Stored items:
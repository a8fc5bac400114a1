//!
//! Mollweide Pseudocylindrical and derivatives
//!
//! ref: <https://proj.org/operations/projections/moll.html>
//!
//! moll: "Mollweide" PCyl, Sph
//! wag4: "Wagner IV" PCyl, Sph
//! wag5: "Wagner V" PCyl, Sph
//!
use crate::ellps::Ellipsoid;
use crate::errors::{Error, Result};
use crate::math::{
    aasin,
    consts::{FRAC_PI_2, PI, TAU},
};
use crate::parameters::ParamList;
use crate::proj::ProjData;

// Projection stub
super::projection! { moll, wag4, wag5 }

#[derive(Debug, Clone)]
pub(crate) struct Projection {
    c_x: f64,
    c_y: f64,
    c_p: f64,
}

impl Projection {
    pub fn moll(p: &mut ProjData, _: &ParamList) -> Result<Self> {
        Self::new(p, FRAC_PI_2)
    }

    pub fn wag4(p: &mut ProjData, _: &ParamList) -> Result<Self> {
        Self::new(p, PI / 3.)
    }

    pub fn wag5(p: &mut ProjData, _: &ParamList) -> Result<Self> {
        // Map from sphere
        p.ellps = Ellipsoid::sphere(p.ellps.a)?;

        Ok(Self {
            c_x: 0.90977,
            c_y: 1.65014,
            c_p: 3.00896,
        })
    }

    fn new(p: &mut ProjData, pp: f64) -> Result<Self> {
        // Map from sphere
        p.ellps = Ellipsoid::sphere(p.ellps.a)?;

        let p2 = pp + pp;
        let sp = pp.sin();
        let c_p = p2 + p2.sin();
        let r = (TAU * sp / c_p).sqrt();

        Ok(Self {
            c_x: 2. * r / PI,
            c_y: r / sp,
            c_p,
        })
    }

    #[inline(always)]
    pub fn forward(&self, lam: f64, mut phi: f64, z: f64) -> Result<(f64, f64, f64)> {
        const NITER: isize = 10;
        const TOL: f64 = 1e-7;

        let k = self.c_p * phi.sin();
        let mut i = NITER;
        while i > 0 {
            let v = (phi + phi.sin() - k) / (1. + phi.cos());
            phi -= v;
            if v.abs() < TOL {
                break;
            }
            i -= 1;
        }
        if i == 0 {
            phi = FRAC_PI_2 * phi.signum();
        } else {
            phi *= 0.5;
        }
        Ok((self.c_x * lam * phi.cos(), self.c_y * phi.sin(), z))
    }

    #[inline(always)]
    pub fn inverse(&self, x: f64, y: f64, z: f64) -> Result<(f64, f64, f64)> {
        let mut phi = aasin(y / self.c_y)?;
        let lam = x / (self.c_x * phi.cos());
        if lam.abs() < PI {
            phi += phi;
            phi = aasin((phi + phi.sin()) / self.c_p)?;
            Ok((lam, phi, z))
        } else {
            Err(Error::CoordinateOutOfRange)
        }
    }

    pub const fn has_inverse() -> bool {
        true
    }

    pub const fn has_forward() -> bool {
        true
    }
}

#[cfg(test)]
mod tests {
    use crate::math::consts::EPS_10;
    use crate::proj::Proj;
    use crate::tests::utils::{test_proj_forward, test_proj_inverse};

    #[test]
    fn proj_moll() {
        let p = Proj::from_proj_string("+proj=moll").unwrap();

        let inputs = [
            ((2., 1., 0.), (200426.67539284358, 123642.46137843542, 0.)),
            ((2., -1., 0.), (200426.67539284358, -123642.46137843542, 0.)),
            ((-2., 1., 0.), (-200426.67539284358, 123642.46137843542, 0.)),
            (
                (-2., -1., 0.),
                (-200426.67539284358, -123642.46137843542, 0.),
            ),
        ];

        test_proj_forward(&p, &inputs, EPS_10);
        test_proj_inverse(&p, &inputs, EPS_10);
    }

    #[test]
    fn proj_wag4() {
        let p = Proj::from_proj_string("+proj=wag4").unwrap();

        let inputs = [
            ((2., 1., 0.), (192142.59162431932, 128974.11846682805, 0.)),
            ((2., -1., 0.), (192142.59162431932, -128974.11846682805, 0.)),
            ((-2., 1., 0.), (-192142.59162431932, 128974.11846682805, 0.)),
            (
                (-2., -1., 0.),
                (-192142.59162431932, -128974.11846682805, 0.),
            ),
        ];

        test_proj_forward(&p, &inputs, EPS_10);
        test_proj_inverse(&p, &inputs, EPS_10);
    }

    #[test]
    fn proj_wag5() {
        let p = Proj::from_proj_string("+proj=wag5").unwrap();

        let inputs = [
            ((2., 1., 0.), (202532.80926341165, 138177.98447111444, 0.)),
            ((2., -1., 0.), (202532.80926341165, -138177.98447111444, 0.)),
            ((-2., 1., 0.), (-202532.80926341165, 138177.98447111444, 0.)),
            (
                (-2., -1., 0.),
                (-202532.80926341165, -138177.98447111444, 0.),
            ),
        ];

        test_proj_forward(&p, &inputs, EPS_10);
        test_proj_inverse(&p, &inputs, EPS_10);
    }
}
--
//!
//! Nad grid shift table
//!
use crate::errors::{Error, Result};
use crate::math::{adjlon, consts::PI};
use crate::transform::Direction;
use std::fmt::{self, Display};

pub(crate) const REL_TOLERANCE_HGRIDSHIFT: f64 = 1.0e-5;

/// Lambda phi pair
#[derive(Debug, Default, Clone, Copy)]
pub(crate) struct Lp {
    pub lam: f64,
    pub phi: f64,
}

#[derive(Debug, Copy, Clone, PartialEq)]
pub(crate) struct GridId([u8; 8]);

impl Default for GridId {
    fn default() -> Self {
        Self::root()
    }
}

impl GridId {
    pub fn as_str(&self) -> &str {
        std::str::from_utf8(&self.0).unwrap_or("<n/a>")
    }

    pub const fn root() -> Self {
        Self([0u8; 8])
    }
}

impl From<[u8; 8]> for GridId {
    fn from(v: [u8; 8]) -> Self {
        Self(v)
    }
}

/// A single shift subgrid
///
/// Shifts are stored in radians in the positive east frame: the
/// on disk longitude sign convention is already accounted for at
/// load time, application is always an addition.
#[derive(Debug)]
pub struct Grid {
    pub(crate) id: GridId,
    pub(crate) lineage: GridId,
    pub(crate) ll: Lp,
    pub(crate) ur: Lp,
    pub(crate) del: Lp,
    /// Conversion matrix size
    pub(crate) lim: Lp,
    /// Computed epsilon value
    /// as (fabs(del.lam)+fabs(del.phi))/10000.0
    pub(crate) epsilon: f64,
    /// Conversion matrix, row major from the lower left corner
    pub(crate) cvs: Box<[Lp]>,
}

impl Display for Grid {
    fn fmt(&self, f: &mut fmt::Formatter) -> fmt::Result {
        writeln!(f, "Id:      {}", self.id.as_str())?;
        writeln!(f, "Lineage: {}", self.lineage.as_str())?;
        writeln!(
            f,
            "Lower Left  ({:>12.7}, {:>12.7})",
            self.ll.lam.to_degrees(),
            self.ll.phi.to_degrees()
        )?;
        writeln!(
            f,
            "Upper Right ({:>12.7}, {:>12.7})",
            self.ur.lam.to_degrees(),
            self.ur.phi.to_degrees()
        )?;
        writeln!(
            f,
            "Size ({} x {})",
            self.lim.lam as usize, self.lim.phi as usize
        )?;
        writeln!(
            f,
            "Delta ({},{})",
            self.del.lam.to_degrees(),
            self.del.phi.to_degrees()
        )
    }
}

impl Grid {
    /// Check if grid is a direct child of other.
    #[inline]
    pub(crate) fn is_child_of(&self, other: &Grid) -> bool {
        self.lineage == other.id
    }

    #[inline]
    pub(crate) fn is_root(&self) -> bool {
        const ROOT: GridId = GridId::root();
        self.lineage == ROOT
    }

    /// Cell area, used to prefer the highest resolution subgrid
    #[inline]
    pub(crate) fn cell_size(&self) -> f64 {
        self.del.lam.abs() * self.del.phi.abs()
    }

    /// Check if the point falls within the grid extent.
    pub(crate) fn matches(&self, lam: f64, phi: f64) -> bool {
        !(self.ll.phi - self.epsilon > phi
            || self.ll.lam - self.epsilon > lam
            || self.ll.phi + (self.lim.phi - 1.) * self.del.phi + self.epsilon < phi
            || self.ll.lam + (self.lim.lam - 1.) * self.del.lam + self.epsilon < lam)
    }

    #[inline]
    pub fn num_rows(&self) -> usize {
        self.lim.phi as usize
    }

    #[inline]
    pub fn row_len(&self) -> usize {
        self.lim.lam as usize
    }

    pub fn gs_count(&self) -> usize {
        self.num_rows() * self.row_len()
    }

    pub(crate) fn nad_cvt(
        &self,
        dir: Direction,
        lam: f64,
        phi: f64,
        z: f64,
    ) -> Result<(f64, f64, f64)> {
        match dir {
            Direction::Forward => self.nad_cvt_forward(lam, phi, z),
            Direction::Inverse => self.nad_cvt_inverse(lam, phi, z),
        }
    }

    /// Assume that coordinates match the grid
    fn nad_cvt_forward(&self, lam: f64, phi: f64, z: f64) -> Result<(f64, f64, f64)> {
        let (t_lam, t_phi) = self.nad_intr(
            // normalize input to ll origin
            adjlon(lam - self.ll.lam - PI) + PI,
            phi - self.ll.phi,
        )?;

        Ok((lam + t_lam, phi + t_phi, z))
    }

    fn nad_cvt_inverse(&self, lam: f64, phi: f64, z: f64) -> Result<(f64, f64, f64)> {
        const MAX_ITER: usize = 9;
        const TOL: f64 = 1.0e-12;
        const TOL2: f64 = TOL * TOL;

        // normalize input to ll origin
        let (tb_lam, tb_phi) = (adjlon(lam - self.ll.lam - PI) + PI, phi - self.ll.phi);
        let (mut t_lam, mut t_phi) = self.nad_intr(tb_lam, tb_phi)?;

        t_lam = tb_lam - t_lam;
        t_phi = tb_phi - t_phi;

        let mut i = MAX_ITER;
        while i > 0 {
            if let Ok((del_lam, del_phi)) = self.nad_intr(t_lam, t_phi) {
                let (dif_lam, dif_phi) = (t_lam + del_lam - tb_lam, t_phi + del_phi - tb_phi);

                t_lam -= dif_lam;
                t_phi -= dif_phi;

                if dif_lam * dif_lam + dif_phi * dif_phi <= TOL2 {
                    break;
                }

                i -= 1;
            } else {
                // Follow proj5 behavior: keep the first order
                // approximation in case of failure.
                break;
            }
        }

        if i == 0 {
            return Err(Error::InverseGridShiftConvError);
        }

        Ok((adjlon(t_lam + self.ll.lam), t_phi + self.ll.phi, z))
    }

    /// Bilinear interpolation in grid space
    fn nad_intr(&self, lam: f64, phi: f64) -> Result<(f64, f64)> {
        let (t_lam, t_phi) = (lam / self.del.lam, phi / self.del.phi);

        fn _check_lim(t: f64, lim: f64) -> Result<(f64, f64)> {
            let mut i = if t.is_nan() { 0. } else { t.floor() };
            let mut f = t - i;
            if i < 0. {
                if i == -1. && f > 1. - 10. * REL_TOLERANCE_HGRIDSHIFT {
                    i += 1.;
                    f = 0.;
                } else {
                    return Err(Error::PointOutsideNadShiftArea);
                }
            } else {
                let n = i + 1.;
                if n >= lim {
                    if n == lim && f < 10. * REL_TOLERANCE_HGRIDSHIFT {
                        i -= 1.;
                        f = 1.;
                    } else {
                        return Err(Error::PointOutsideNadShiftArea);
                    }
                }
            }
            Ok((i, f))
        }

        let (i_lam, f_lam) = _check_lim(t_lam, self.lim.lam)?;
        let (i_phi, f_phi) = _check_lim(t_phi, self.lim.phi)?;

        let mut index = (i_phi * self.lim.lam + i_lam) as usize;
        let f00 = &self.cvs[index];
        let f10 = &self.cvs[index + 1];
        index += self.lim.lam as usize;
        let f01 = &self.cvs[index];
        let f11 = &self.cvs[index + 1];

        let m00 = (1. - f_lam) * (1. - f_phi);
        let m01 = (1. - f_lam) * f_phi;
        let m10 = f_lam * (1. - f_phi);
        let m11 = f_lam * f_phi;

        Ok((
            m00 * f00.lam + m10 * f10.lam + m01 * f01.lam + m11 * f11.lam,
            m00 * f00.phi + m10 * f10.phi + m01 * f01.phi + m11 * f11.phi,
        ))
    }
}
* * *
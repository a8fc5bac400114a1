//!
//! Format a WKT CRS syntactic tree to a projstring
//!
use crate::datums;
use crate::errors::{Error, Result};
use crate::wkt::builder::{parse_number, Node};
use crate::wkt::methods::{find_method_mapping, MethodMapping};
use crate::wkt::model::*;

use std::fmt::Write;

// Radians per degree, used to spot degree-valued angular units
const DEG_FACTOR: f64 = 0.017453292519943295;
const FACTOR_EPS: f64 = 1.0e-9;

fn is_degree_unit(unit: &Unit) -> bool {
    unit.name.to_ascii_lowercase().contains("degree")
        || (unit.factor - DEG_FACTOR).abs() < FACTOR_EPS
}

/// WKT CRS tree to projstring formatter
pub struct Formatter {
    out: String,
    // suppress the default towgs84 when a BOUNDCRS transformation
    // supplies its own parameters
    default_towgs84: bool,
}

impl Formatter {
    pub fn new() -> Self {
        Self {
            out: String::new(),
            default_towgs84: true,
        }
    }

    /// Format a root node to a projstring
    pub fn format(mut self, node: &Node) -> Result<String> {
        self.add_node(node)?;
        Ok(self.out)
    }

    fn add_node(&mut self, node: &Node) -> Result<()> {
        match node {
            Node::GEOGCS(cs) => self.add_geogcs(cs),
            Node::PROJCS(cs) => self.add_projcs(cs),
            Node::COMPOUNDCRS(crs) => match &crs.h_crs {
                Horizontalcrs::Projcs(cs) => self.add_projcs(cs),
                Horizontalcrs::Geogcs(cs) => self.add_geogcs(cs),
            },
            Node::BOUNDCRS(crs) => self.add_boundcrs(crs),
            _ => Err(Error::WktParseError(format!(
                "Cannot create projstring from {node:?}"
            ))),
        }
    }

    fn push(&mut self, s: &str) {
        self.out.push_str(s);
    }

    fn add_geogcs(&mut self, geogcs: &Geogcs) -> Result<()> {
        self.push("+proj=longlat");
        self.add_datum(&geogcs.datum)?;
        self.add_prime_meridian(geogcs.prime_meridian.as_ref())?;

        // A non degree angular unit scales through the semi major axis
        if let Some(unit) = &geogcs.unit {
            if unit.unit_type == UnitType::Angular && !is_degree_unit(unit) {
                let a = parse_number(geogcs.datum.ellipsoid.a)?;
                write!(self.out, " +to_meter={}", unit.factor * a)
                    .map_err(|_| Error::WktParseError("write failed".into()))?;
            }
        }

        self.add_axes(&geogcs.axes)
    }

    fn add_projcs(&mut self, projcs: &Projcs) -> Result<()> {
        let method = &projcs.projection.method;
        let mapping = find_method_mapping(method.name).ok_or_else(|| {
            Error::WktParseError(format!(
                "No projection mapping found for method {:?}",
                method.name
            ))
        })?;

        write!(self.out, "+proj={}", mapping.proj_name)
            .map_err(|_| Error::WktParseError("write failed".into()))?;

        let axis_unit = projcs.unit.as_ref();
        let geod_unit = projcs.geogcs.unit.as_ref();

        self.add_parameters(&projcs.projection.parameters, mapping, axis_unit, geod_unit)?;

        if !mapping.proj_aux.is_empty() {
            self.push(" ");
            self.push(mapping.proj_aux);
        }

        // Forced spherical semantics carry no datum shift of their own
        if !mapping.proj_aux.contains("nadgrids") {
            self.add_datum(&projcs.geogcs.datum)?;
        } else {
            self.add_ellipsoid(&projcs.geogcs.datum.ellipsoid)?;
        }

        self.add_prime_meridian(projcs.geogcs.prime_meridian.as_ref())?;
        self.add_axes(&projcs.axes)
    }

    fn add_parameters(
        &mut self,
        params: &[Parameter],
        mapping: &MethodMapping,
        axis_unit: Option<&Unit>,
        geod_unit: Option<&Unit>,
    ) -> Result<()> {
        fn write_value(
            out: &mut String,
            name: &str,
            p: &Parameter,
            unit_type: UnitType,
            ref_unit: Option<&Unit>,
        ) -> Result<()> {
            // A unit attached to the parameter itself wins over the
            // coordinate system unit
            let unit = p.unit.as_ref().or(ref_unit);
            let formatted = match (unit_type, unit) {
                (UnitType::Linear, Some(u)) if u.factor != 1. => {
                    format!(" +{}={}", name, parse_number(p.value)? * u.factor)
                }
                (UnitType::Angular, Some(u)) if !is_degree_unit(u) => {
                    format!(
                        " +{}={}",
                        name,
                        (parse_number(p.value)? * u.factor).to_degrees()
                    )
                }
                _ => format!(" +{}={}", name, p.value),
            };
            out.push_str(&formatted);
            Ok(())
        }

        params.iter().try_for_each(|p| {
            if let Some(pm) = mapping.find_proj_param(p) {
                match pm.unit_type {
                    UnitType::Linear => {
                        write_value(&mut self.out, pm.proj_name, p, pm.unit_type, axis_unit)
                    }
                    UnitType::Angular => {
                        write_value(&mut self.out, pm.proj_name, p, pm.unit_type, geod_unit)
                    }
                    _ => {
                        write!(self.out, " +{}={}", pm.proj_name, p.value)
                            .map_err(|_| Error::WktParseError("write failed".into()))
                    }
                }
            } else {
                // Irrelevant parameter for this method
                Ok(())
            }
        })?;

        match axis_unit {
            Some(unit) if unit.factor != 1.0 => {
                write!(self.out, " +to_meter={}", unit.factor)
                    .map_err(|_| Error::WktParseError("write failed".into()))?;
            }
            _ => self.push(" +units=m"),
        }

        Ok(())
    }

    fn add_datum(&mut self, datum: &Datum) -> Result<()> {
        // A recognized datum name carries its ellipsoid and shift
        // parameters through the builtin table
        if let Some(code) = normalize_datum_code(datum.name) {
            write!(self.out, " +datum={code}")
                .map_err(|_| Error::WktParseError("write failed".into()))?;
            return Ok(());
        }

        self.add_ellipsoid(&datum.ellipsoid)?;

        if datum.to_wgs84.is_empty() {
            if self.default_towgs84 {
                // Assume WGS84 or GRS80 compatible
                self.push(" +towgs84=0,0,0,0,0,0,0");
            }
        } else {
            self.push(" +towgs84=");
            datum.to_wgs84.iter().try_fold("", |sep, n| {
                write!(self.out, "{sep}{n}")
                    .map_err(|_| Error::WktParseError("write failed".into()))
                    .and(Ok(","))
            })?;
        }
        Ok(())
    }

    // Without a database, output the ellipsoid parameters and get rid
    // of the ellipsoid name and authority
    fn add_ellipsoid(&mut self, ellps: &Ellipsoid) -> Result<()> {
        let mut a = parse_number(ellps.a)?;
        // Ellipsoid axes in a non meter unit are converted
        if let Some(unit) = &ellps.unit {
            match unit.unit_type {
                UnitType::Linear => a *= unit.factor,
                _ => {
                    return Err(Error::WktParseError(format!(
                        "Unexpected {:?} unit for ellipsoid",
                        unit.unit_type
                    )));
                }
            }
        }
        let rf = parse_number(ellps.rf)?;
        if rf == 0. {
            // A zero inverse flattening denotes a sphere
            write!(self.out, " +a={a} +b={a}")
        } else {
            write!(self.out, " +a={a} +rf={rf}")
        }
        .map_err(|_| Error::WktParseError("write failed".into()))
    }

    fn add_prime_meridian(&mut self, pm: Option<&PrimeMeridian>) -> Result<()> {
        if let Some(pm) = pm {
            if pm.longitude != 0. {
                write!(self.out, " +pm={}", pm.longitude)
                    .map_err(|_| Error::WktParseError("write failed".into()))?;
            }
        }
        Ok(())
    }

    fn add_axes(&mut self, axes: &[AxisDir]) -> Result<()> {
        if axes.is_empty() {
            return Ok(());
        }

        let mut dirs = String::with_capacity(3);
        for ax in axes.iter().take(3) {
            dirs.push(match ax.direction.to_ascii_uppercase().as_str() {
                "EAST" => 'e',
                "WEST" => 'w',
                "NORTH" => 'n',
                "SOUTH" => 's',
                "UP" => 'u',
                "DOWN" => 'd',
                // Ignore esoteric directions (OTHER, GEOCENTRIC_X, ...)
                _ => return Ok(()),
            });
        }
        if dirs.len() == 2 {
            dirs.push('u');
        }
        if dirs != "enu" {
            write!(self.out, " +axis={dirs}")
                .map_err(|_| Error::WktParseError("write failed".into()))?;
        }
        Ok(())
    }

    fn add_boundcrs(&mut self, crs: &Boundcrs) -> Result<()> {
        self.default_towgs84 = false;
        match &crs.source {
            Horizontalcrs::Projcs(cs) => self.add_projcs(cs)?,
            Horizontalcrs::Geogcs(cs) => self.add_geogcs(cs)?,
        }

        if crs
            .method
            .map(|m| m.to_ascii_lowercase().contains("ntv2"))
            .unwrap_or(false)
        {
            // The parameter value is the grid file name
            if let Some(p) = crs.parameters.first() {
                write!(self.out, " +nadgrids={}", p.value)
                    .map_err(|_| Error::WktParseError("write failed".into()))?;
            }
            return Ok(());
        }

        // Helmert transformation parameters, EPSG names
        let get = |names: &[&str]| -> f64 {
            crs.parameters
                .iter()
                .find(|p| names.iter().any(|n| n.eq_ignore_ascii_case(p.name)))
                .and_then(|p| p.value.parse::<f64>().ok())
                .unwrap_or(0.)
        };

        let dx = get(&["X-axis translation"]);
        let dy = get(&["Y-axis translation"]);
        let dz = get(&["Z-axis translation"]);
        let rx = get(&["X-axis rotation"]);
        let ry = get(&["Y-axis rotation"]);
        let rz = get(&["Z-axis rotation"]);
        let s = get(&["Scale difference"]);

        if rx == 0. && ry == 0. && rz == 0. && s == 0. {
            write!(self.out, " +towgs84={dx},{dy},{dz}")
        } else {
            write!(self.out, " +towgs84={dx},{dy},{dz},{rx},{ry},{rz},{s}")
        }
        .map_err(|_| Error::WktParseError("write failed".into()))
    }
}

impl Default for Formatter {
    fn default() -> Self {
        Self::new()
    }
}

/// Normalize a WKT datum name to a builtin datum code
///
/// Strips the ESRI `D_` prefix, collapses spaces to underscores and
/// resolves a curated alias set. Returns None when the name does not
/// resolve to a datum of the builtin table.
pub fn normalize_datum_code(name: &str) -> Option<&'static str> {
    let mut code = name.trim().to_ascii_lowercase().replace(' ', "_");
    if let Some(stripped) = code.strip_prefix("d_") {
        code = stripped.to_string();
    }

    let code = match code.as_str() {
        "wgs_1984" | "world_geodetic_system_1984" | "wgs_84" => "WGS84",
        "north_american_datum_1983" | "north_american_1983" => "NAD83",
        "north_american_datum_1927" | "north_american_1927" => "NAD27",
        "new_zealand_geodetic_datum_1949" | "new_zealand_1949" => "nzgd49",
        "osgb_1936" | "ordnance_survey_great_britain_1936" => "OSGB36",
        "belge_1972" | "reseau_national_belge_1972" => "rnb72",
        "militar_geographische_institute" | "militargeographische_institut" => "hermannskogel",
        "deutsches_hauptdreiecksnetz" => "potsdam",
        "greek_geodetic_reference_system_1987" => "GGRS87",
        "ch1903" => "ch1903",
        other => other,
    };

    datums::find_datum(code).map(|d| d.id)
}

Try it. Look through the data above. Find each line with the string "consts" and copy it.

Exercise output.
    consts::{FRAC_PI_2, PI, TAU},
    use crate::math::consts::EPS_10;
use crate::math::{adjlon, consts::PI};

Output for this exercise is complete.